Ciudad de México, 22 de julio de 2026 (Neotraba)

“Te me estás haciendo sueño, lejanía, irrealidad”

Jaime Sabines

Nunca he querido a una mujer tan libre como tú, tan mágica. No he querido a nadie después de ti. Mi vida se me fue de las manos cuando saliste de ella. Eras mi vida, todas mis horas, metas y logros. Estaba lleno de ti y me vaciaste con tu partida.

Al conocernos, eras tan joven y yo tan tonto, a pesar de mis años. Ambos nos creíamos listos y poderosos. El amor me embrutece, me vuelve soberbio al respecto del mundo, de las circunstancias y de la vida misma. Fuimos tan confiados que apostamos todo nuestro amor a la primera y lo perdimos. Nos lo tenemos bien merecido.

Nadie supera nuestro primer beso, primera noche y nuestra terrible despedida. Pensarás que así escriben todos los solitarios, pero es verdad. Nos flechamos, como tantos desearían; nos amamos de verdad, profundamente, con todo lo que pudimos tomar en nuestras manos. Así fue nuestra relación, así la despedida.

Si hubiera sabido que podías volar, jamás me habría soltado de tus alas. Pero volaste. Yo me quedé en el nido, aquél que compramos juntos, el que decoramos con amor y sencillez; donde nunca vivimos, en plural. Aquí se resguardan todos mis planes y deseos contigo; muriéndose poco a poco y apestando la casa a abandono y amargura. Aquí vivo solo, con la volátil compañía de un gato que, como tú, unas noches viene, me quita el sueño y después se escapa por semanas. Tú llevas años huyendo y te sigo dejando la ventana abierta para cuando abandones el vuelo y quieras regresar, regreses. Regresa… regresa la vida. Te perdono cada noche que me has faltado por todas aquellas que vuelvas, pero vuelve.

La mitad de mis días y noches, duermo. Te pienso, salgo a trabajar, regreso, te pienso, lloro y duermo hasta que llega el siguiente día. Me dicen que es depresión. Creo que sólo se trata de lógica. Dormir me ayuda a que la vida no se me diluya con el llanto y entre la cama y tu ausencia se me pase el tiempo más rápido. Entonces el tiempo pasa y así, como todo en mi existencia, con el tiempo tú también pasarás, como un trago de alcohol.

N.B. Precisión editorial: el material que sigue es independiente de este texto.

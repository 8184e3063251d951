use ratatui::{
    buffer::Buffer,
    layout::Rect,
    style::{Modifier, Style},
    text::{Line, Span},
    widgets::Widget,
};

use crate::theme::ThemeColors;

/// Status bar widget: root path on the left, item info center-right, key
/// hints on the right. A transient status message takes over the whole line.
pub struct StatusBarWidget<'a> {
    path_str: &'a str,
    item_info: &'a str,
    theme: &'a ThemeColors,
    status_message: Option<&'a str>,
    is_error: bool,
    clipboard_info: Option<&'a str>,
}

impl<'a> StatusBarWidget<'a> {
    pub fn new(path_str: &'a str, item_info: &'a str, theme: &'a ThemeColors) -> Self {
        Self {
            path_str,
            item_info,
            theme,
            status_message: None,
            is_error: false,
            clipboard_info: None,
        }
    }

    pub fn status_message(mut self, msg: &'a str, is_error: bool) -> Self {
        self.status_message = Some(msg);
        self.is_error = is_error;
        self
    }

    pub fn clipboard_info(mut self, info: &'a str) -> Self {
        self.clipboard_info = Some(info);
        self
    }
}

impl<'a> Widget for StatusBarWidget<'a> {
    fn render(self, area: Rect, buf: &mut Buffer) {
        if area.height == 0 || area.width == 0 {
            return;
        }
        let width = area.width as usize;

        if let Some(msg) = self.status_message {
            let style = if self.is_error {
                Style::default()
                    .bg(self.theme.error_fg)
                    .fg(self.theme.status_fg)
            } else {
                Style::default().fg(self.theme.success_fg)
            };
            // only the first line of a multi-line message fits the bar
            let first = msg.lines().next().unwrap_or("");
            let display: String = if first.len() >= width {
                first[..width].to_string()
            } else {
                format!("{:<width$}", first, width = width)
            };
            buf.set_line(area.x, area.y, &Line::from(Span::styled(display, style)), area.width);
            return;
        }

        let key_hints = " a:new  A:dir  r:ren  d:del  x/y/p:clip ";
        let hints_len = key_hints.len();
        let remaining = width.saturating_sub(hints_len);

        let info_len = self.item_info.len();
        let path_budget = remaining.saturating_sub(info_len).saturating_sub(1);

        let path_display = if self.path_str.len() > path_budget {
            if path_budget > 3 {
                format!(
                    "...{}",
                    &self.path_str[self.path_str.len() - (path_budget - 3)..]
                )
            } else {
                self.path_str[..path_budget.min(self.path_str.len())].to_string()
            }
        } else {
            self.path_str.to_string()
        };

        let gap = remaining
            .saturating_sub(path_display.len())
            .saturating_sub(info_len);

        let mut spans = vec![
            Span::styled(path_display, Style::default().fg(self.theme.status_fg)),
            Span::raw(" ".repeat(gap)),
            Span::styled(self.item_info, Style::default().fg(self.theme.info_fg)),
        ];

        if let Some(info) = self.clipboard_info {
            spans.push(Span::raw(" "));
            spans.push(Span::styled(
                info,
                Style::default()
                    .fg(self.theme.accent_fg)
                    .add_modifier(Modifier::BOLD),
            ));
        }

        let used: usize = spans.iter().map(|s| s.content.len()).sum();
        let pad = width.saturating_sub(used).saturating_sub(hints_len);
        if pad > 0 {
            spans.push(Span::raw(" ".repeat(pad)));
        }
        spans.push(Span::styled(
            key_hints,
            Style::default()
                .fg(self.theme.dim_fg)
                .add_modifier(Modifier::DIM),
        ));

        buf.set_line(area.x, area.y, &Line::from(spans), area.width);
    }
}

Nadie nos advierte que cargaremos toda la vida con nuestro pedazo de amor que no pudimos entregar a quien lo inspiró. Entonces allí vamos, cargando, como brutos, nómadas, pero sin avanzar. Lastimándonos y rompiendo nuestro paso con el cansancio. Impidiendo cargar un nuevo amor… sólo dando vueltas, con una grieta en el corazón que nos desangra y a algunos, los mata.

Lo peor es el deseo. Es humillante. Esas ganas que dan de coger y esas lágrimas necias que tú inspiras de tanto faltar. Te sueño desnuda, divina. Tras la puerta vestida de tanga y bra negros, sorprendiéndome. Mojada en la tina. Mirando por la ventana de aquel hotel en Morelia. Aquel día que nos despedimos. Hincada frente a mí, gimiendo. De espaldas en la regadera con la piel húmeda y brillante. Los pezones erizados y una humedad virginal en el pubis. Adentro del carro con las rodillas recargadas en el asiento. En la azotea de mi casa. En medio de la playa. En la bodega de tu trabajo. En el baño de aquel café. En la pista de aquel bar. En todos esos hoteles. En mi cama, sonriendo. En la lluvia, corriendo. Desnuda, donde sea, entre mis brazos. Despierto excitado y erecto; los ojos mojados, el corazón más roto y con la necesidad indigna de masturbarme por tu ausencia; por esta necesidad burda, biológica e instintiva de tocarme aunque esté roto.

Así cada día. Así la vida. Así sin ti.